Saint Andrew’s Lutheran Church
Four-Manuals – 108 ranks
Casavant (Opus 1177, 1927)
Schantz Renovation (2001)
Originally installed in George Washington Hall at the Phillips Academy in Andover MA, the organ was relocated to a new chapel on the campus in 1932 when the burden of the Great Depression prohibited the purchase of a planned new instrument. In this second installation, most of the organ suffered from extremely poor tonal egress with pipes trapped behind walls and facade woodwork. Nearly doomed to become another casualty of the then fashionable “neo-” trends in American organ building, the closeted Casavant survived for almost a half century before the school decided to replace it.

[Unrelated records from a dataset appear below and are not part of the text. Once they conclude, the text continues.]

use std::ffi::OsString;
use std::path::Path;
use std::sync::mpsc;

use notify::{Config, Event, EventKind, RecommendedWatcher, RecursiveMode, Watcher};

/// Watches the user directory file so the editor host can refresh its snapshot.
pub struct DirectoryWatcher {
    _watcher: RecommendedWatcher,
    rx: mpsc::Receiver<()>,
}

impl DirectoryWatcher {
    /// Start watching `file`.
    ///
    /// The parent directory is watched rather than the file itself, because
    /// editors and sync tools usually replace files instead of writing in place.
    pub fn start(file: &Path) -> Result<Self, notify::Error> {
        let (tx, rx) = mpsc::channel();
        let file_name: Option<OsString> = file.file_name().map(|n| n.to_os_string());
        let parent = match file.parent() {
            Some(p) if !p.as_os_str().is_empty() => p.to_path_buf(),
            _ => Path::new(".").to_path_buf(),
        };

        let mut watcher = RecommendedWatcher::new(
            move |result: Result<Event, notify::Error>| {
                let Ok(event) = result else {
                    return;
                };
                if !matches!(
                    event.kind,
                    EventKind::Create(_) | EventKind::Modify(_) | EventKind::Remove(_)
                ) {
                    return;
                }
                let touches_file = event
                    .paths
                    .iter()
                    .any(|p| p.file_name().map(|n| n.to_os_string()) == file_name);
                if touches_file {
                    let _ = tx.send(());
                }
            },
            Config::default(),
        )?;

        watcher.watch(&parent, RecursiveMode::NonRecursive)?;
        Ok(DirectoryWatcher {
            _watcher: watcher,
            rx,
        })
    }

    /// Non-blocking: true if the file changed since the last poll.
    /// Bursts of events collapse into one.
    pub fn poll(&self) -> bool {
        let mut changed = false;
        while self.rx.try_recv().is_ok() {
            changed = true;
        }
        changed
    }
}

The organ was sold and moved to a barn in Traverse City, MI where it lingered in “temporary” storage for 15 years. Due to the unfortunate damage from years of neglect and the careless loss of critical components, plans for a full restoration of all the chests, console, and mechanisms were abandoned. Instead, all new electro-pneumatic chests replace the original ventil chests. Of the 7,310 pipes of the organ, almost all are restored original pipes and faithful replicas replace pipes deemed beyond repair. Notable yet somewhat typical attributes of this 1920’s Casavant include: 3-32′ pedal stops; 73-note manual chests for most stops, including mixtures and Cornets; Diapason choruses in all divisions; 16′-8′-4′ chorus reeds in each manual division; 3 amply scaled Cornets; and 9-16′ manual stops with only 1 originally borrowed to the pedal, which itself has 14 independent registers.